··· Data extract

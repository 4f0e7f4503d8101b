//! Gridded values with interchangeable dense and tabular backings.
//!
//! Merging and regridding are written once against [`GriddedValues`]; the
//! backing only decides how cells are stored, never what they mean.

use super::table::{ValueRow, ValueTable};
use crate::error::{ClimopsError, Result};
use crate::regrid::ProjectionMatrix;
use ndarray::{s, Array2, Array3, Array4, Axis};

/// Sizes of the four value dimensions.
#[derive(Debug, Clone, Copy, PartialEq, Eq)]
pub struct Extents {
    /// Number of longitudes.
    pub lon: usize,
    /// Number of latitudes.
    pub lat: usize,
    /// Number of vertical levels.
    pub lev: usize,
    /// Number of time steps.
    pub time: usize,
}

impl Extents {
    /// Extents as an ndarray shape tuple.
    pub fn dim(&self) -> (usize, usize, usize, usize) {
        (self.lon, self.lat, self.lev, self.time)
    }

    /// Total number of cells.
    pub fn len(&self) -> usize {
        self.lon * self.lat * self.lev * self.time
    }

    /// True when any dimension is empty.
    pub fn is_empty(&self) -> bool {
        self.len() == 0
    }

    /// Row-major offset of a cell, or `None` when out of range.
    pub fn flat_index(&self, lon: usize, lat: usize, lev: usize, time: usize) -> Option<usize> {
        if lon >= self.lon || lat >= self.lat || lev >= self.lev || time >= self.time {
            return None;
        }
        Some(((lon * self.lat + lat) * self.lev + lev) * self.time + time)
    }

    fn same_space(&self, other: &Extents) -> bool {
        self.lon == other.lon && self.lat == other.lat && self.lev == other.lev
    }
}

/// Values indexed `(lon, lat, level, time)`.
#[derive(Debug, Clone, PartialEq)]
pub enum GriddedValues {
    /// Dense 4-D array; NaN marks missing cells.
    Dense(Array4<f64>),
    /// Long-form table; absent rows and NaN values mark missing cells.
    Tabular(ValueTable),
}

impl GriddedValues {
    /// Sizes of the four dimensions.
    pub fn extents(&self) -> Extents {
        match self {
            Self::Dense(a) => {
                let (lon, lat, lev, time) = a.dim();
                Extents {
                    lon,
                    lat,
                    lev,
                    time,
                }
            }
            Self::Tabular(t) => t.extents(),
        }
    }

    /// True for the dense backing.
    pub fn is_dense(&self) -> bool {
        matches!(self, Self::Dense(_))
    }

    /// Dense copy of the values.
    pub fn to_dense(&self) -> Array4<f64> {
        match self {
            Self::Dense(a) => a.clone(),
            Self::Tabular(t) => t.to_dense(),
        }
    }

    /// Tabular copy of the values.
    pub fn to_tabular(&self) -> ValueTable {
        match self {
            Self::Dense(a) => ValueTable::from_dense(a),
            Self::Tabular(t) => t.clone(),
        }
    }

    /// Convert to the same backing as `like`.
    pub fn to_backing_of(&self, like: &GriddedValues) -> GriddedValues {
        match (self, like) {
            (Self::Tabular(t), Self::Dense(_)) => Self::Dense(t.to_dense()),
            (Self::Dense(a), Self::Tabular(_)) => Self::Tabular(ValueTable::from_dense(a)),
            _ => self.clone(),
        }
    }

    /// The `(lon, lat, lev)` cube at time index `t`.
    pub fn slice_time(&self, t: usize) -> Result<Array3<f64>> {
        let ext = self.extents();
        if t >= ext.time {
            return Err(ClimopsError::precondition(format!(
                "time index {} out of range for {} steps",
                t, ext.time
            )));
        }
        Ok(match self {
            Self::Dense(a) => a.index_axis(Axis(3), t).to_owned(),
            Self::Tabular(table) => {
                let mut cube = Array3::from_elem((ext.lon, ext.lat, ext.lev), f64::NAN);
                for row in table.rows().iter().filter(|r| r.time == t) {
                    cube[[row.lon, row.lat, row.lev]] = row.value;
                }
                cube
            }
        })
    }

    /// Append `other` after `self` along the time dimension.
    ///
    /// The result keeps `self`'s backing; `other` is converted if needed.
    pub fn concat_time(&self, other: &GriddedValues) -> Result<GriddedValues> {
        let (left, right) = (self.extents(), other.extents());
        if !left.same_space(&right) {
            return Err(ClimopsError::precondition(format!(
                "cannot concatenate values with extents {:?} and {:?}",
                left, right
            )));
        }
        match (self, other.to_backing_of(self)) {
            (Self::Dense(a), Self::Dense(b)) => {
                Ok(Self::Dense(ndarray::concatenate(Axis(3), &[a.view(), b.view()])?))
            }
            (Self::Tabular(a), Self::Tabular(b)) => {
                let shift = left.time;
                let rows = a
                    .rows()
                    .iter()
                    .copied()
                    .chain(b.rows().iter().map(|r| ValueRow {
                        time: r.time + shift,
                        ..*r
                    }))
                    .collect();
                let extents = Extents {
                    time: left.time + right.time,
                    ..left
                };
                Ok(Self::Tabular(ValueTable::from_parts_unchecked(extents, rows)))
            }
            _ => Err(ClimopsError::precondition("backing conversion failed")),
        }
    }

    /// Apply `matrix` to every `(level, time)` slice independently.
    pub fn remap_with_weights(&self, matrix: &ProjectionMatrix) -> Result<GriddedValues> {
        let ext = self.extents();
        if (ext.lon, ext.lat) != matrix.src_shape() {
            return Err(ClimopsError::precondition(format!(
                "values have spatial shape {:?}, projection expects {:?}",
                (ext.lon, ext.lat),
                matrix.src_shape()
            )));
        }
        let (dst_lon, dst_lat) = matrix.dst_shape();

        match self {
            Self::Dense(a) => {
                let mut out = Array4::from_elem((dst_lon, dst_lat, ext.lev, ext.time), f64::NAN);
                for t in 0..ext.time {
                    for k in 0..ext.lev {
                        let remapped = matrix.apply(a.slice(s![.., .., k, t]))?;
                        out.slice_mut(s![.., .., k, t]).assign(&remapped);
                    }
                }
                Ok(Self::Dense(out))
            }
            Self::Tabular(table) => {
                let mut order: Vec<&ValueRow> = table.rows().iter().collect();
                order.sort_by_key(|r| (r.time, r.lev));

                let mut rows = Vec::new();
                for group in order.chunk_by(|a, b| (a.time, a.lev) == (b.time, b.lev)) {
                    let (t, k) = (group[0].time, group[0].lev);
                    let mut slice = Array2::from_elem((ext.lon, ext.lat), f64::NAN);
                    for row in group {
                        slice[[row.lon, row.lat]] = row.value;
                    }
                    let remapped = matrix.apply(slice.view())?;
                    rows.extend(
                        remapped
                            .indexed_iter()
                            .filter(|(_, v)| !v.is_nan())
                            .map(|((i, j), &value)| ValueRow {
                                lon: i,
                                lat: j,
                                lev: k,
                                time: t,
                                value,
                            }),
                    );
                }
                let extents = Extents {
                    lon: dst_lon,
                    lat: dst_lat,
                    ..ext
                };
                Ok(Self::Tabular(ValueTable::from_parts_unchecked(extents, rows)))
            }
        }
    }

    /// Area-weighted sum of one `(level, time)` slice, skipping missing cells.
    pub fn weighted_sum(&self, area: &Array2<f64>, lev: usize, t: usize) -> Result<f64> {
        let ext = self.extents();
        if area.dim() != (ext.lon, ext.lat) {
            return Err(ClimopsError::precondition(format!(
                "area shape {:?} does not match values {:?}",
                area.dim(),
                (ext.lon, ext.lat)
            )));
        }
        if lev >= ext.lev || t >= ext.time {
            return Err(ClimopsError::precondition(format!(
                "slice ({}, {}) out of range for {:?}",
                lev, t, ext
            )));
        }
        let sum: f64 = match self {
            Self::Dense(a) => a
                .slice(s![.., .., lev, t])
                .indexed_iter()
                .filter(|(_, v)| !v.is_nan())
                .map(|((i, j), v)| v * area[[i, j]])
                .sum(),
            Self::Tabular(table) => table
                .rows()
                .iter()
                .filter(|r| r.lev == lev && r.time == t && !r.value.is_nan())
                .map(|r| r.value * area[[r.lon, r.lat]])
                .sum(),
        };
        Ok(sum)
    }

    /// Compare cell by cell regardless of backing; missing equals missing.
    pub fn logically_eq(&self, other: &GriddedValues) -> bool {
        if self.extents() != other.extents() {
            return false;
        }
        self.to_dense()
            .iter()
            .zip(other.to_dense().iter())
            .all(|(a, b)| (a.is_nan() && b.is_nan()) || a == b)
    }
}

impl From<Array4<f64>> for GriddedValues {
    fn from(values: Array4<f64>) -> Self {
        Self::Dense(values)
    }
}

impl From<ValueTable> for GriddedValues {
    fn from(table: ValueTable) -> Self {
        Self::Tabular(table)
    }
}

······

#### [What the task requires]
Restate, please, word for word the span of records running from the first line to the line bearing "what they mean.", both included, and nothing outside it.

#### [Expected output]
repository 4f0e7f4503d8101b
//! Gridded values with interchangeable dense and tabular backings.
//!
//! Merging and regridding are written once against [`GriddedValues`]; the
//! backing only decides how cells are stored, never what they mean.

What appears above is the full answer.